Celtics fans require no reminder that Paul Pierce had one of the more fitting — and just plain cool — nicknames in the modern NBA:
As in, the truth hurts. The truth prevails. The truth, meaning he’s the real deal.
The nickname was bestowed up on him by Shaquille O’Neal in an especially colorful (and unprintable) way in March 2001, after Pierce, in his third season and still building his reputation, dropped 42 points on the defending champion Lakers.
The nickname stuck, and Pierce proved to be worthy of it time and again during his superb 19-season career, which concluded with his retirement last July after signing a ceremonial one-day contract with the Celtics.
Pierce, now 40 years old, is still in his first full year of being a former player, and already it’s become apparent that the nickname fits him well in his second career, too.
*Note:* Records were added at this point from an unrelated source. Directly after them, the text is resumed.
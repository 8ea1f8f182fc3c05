//! The [`MapKey`] hashing capability for the fixed-capacity maps.
//!
//! The maps use a checksum-style hash: the sum of the key's bytes,
//! reduced modulo table capacity at the call site. It is deliberately
//! simple and non-avalanching — keys that differ only in byte order
//! collide, and dense small-integer key sets cluster. The maps'
//! full-cycle probing keeps lookups correct regardless.

/// A key usable in the fixed-capacity open-addressing maps.
///
/// `checksum` must be deterministic and consistent with `Eq`: equal
/// keys return equal checksums. The impls below sum the key's byte
/// representation (little-endian for integers, UTF-8 for strings), so
/// types with padding or interior identity never feed garbage into
/// the hash.
pub trait MapKey: Eq {
    /// Sum of the key's bytes. Reduced modulo capacity by the map.
    fn checksum(&self) -> u32;
}

fn byte_sum(bytes: &[u8]) -> u32 {
    bytes.iter().fold(0u32, |sum, &b| sum.wrapping_add(u32::from(b)))
}

macro_rules! impl_map_key_for_int {
    ($($ty:ty),* $(,)?) => {
        $(
            impl MapKey for $ty {
                fn checksum(&self) -> u32 {
                    byte_sum(&self.to_le_bytes())
                }
            }
        )*
    };
}

impl_map_key_for_int!(u8, u16, u32, u64, u128, usize, i8, i16, i32, i64, i128, isize);

impl MapKey for bool {
    fn checksum(&self) -> u32 {
        u32::from(*self)
    }
}

impl MapKey for char {
    fn checksum(&self) -> u32 {
        u32::from(*self).checksum()
    }
}

impl<const N: usize> MapKey for [u8; N] {
    fn checksum(&self) -> u32 {
        byte_sum(self)
    }
}

impl MapKey for str {
    fn checksum(&self) -> u32 {
        byte_sum(self.as_bytes())
    }
}

impl MapKey for String {
    fn checksum(&self) -> u32 {
        self.as_str().checksum()
    }
}

impl<K: MapKey + ?Sized> MapKey for &K {
    fn checksum(&self) -> u32 {
        (*self).checksum()
    }
}

impl<A: MapKey, B: MapKey> MapKey for (A, B) {
    fn checksum(&self) -> u32 {
        self.0.checksum().wrapping_add(self.1.checksum())
    }
}

#[cfg(test)]
mod tests {
    use super::*;

    #[test]
    fn integer_checksum_is_byte_sum() {
        // 0x0109 little-endian is [0x09, 0x01].
        assert_eq!(0x0109u16.checksum(), 0x09 + 0x01);
        assert_eq!(1u32.checksum(), 1);
        assert_eq!(9u32.checksum(), 9);
    }

    #[test]
    fn negative_integers_hash_their_twos_complement_bytes() {
        assert_eq!((-1i8).checksum(), 0xFF);
        assert_eq!((-1i32).checksum(), 0xFF * 4);
    }

    #[test]
    fn string_checksum_sums_utf8_bytes() {
        assert_eq!("ab".checksum(), u32::from(b'a') + u32::from(b'b'));
        assert_eq!("ab".checksum(), String::from("ab").checksum());
    }

    #[test]
    fn reference_matches_value() {
        let key = 42u64;
        assert_eq!((&key).checksum(), key.checksum());
    }

    #[test]
    fn pair_checksum_is_component_sum() {
        assert_eq!((3u8, 4u8).checksum(), 7);
    }

    #[test]
    fn byte_order_permutations_collide() {
        // The checksum is order-insensitive, a documented property of
        // the hash. Relied on by nothing, but worth pinning.
        assert_eq!([1u8, 2, 3].checksum(), [3u8, 2, 1].checksum());
    }

    #[cfg(not(miri))]
    mod proptests {
        use super::*;
        use proptest::prelude::*;

        proptest! {
            #[test]
            fn equal_strings_have_equal_checksums(s in ".*") {
                let copy = s.clone();
                prop_assert_eq!(s.checksum(), copy.checksum());
            }

            #[test]
            fn u64_checksum_bounded_by_max_byte_sum(v: u64) {
                prop_assert!(v.checksum() <= 8 * 255);
            }
        }
    }
}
Hired by ESPN as a full-time NBA studio analyst in September after filling the role in a couple of guest stints in recent years, he’s quickly proven to be the rare retired athlete who is immediately comfortable discussing his former peers with candor.
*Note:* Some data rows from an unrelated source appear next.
//! Keel: a memory-and-container toolkit for engine-style software.
//!
//! This is the top-level facade crate that re-exports the public API
//! from all Keel sub-crates. For most users, adding `keel` as a single
//! dependency is sufficient.
//!
//! Keel lets callers choose *how* memory is supplied (heap, bump
//! arena, fixed-capacity pool) and provides allocator-agnostic
//! containers on top: fixed and growable arrays, open-addressing maps,
//! and a bucket allocator whose locators stay valid across growth.
//!
//! # Quick start
//!
//! ```rust
//! use keel::prelude::*;
//!
//! // A growable array over the default heap allocator.
//! let mut scores: Array<u32> = Array::new();
//! scores.push(90).unwrap();
//! scores.push(75).unwrap();
//! assert_eq!(scores.index_of(&75), Some(1));
//!
//! // A bucket array hands out locators that survive growth.
//! let mut entities: BucketArray<u64> = BucketArray::new(64);
//! let hero = entities.insert(1).unwrap();
//! for monster in 2..500 {
//!     entities.insert(monster).unwrap();
//! }
//! assert_eq!(entities[hero], 1);
//!
//! // A bump arena with the temp-memory pattern.
//! let mut frame = Arena::new(4096);
//! let name = frame.push_copy(b"player-one").unwrap();
//! let mark = frame.mark();
//! frame.push_bytes(1024).unwrap(); // scratch
//! frame.rewind(mark);
//! assert_eq!(frame.bytes(name, 10), b"player-one");
//! ```
//!
//! # Modules
//!
//! Each module corresponds to a sub-crate. Use them for types not in
//! the prelude:
//!
//! | Module | Sub-crate | Contents |
//! |--------|-----------|----------|
//! | [`types`] | `keel-core` | `Allocator`, `HeapAllocator`, `MapKey`, `AllocError` |
//! | [`arena`] | `keel-arena` | `Arena`, `ArenaMark`, `ArenaError` |
//! | [`containers`] | `keel-containers` | `FixedArray`, `Array`, `FixedMap`, `FixedStringMap` |
//! | [`pool`] | `keel-pool` | `FreeList`, `BucketArray`, `BucketLocator` |

#![deny(missing_docs)]
#![deny(rustdoc::broken_intra_doc_links)]
#![forbid(unsafe_code)]

/// Allocator capability, default heap allocator, and core traits
/// (`keel-core`).
pub use keel_core as types;

/// Bump-pointer region allocation (`keel-arena`).
pub use keel_arena as arena;

/// Sequence and map containers (`keel-containers`).
pub use keel_containers as containers;

/// Slot pools and the stable-locator bucket allocator (`keel-pool`).
pub use keel_pool as pool;

/// Common imports for typical Keel usage.
///
/// ```rust
/// use keel::prelude::*;
/// ```
pub mod prelude {
    // Allocation policy
    pub use keel_core::{AllocError, Allocator, HeapAllocator, MapKey};

    // Arena
    pub use keel_arena::{Arena, ArenaError, ArenaMark};

    // Containers
    pub use keel_containers::{
        Array, CapacityError, FixedArray, FixedMap, FixedStringMap, MapError,
    };

    // Pools
    pub use keel_pool::{BucketArray, BucketLocator, FreeList, PoolSlot};
}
Whether he’s suggesting, as he has done recently, that the Celtics/Warriors would be a much better Finals matchup than anything involving the Cavs, opining that the Wizards need to break up their John Wall/Bradley Beal backcourt, or merely needling colleagues Jalen Rose and Chauncey Billups on the “NBA Countdown’’ set in what has the vibe of a casual behind-the-scenes conversation among teammates, Pierce has immediately taken to the role of analyst-slash-informed-opinion-maker.
“Doing TV like this is a lot of fun, man. It’s a really good time,’’ said Pierce. “Me knowing Chauncey for a lot of years, and me knowing Jalen personally for a long time too, it’s so much fun. It’s perfect.’’
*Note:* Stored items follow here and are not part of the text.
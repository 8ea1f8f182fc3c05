//! Slot pools and the stable-locator bucket allocator.
//!
//! Two allocators that hand out *handles* instead of pointers:
//!
//! - [`FreeList`]: a fixed pool of equal-sized byte slots with an
//!   occupancy bitmap; hands out [`PoolSlot`] indices.
//! - [`BucketArray`]: a two-level allocator over a growing collection
//!   of fixed-size buckets; hands out [`BucketLocator`]s that stay
//!   valid for an element's entire lifetime, no matter how many other
//!   elements are inserted or removed around it.
//!
//! Handles are indices, never cached pointers: the bucket collection
//! may relocate its `Bucket` structs when it grows, so every access
//! re-derives the bucket from the locator's index. Each bucket's own
//! slot storage is created once and never moves.

#![deny(missing_docs)]
#![deny(rustdoc::broken_intra_doc_links)]
#![forbid(unsafe_code)]

pub mod bucket;
pub mod free_list;

pub use bucket::{Bucket, BucketArray, BucketLocator};
pub use free_list::{FreeList, PoolSlot};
The only thing about this that is new to him, Pierce said, is having the formal television setting. He’s talked passionately about the game for as long as he can remember.
“I love the game, love to talk about the game,’’ he said. “This is something I always did. We used to sit in the locker room for hours after practice and talk about last night’s game, who we like, who we don’t like.
“Me and KG [Kevin Garnett] did it all the time. A lot of people don’t know, or didn’t until he had his show [Area 21, on TNT’s NBA broadcasts], that KG is a storyteller. That’s the KG I know. We would always talk hoops, all the time, on the plane, wherever. This is the same thing except you guys get to see it now. I’m really comfortable with it.’’
Naturally, Pierce has many thoughts on the Celtics, for whom he played 15 seasons and was named the 2008 NBA Finals Most Valuable Player after leading the franchise to its 17th championship.
Here are a couple of his thoughts on some current players, including one, Jayson Tatum, who has drawn stylistic comparisons to Pierce during his outstanding rookie season.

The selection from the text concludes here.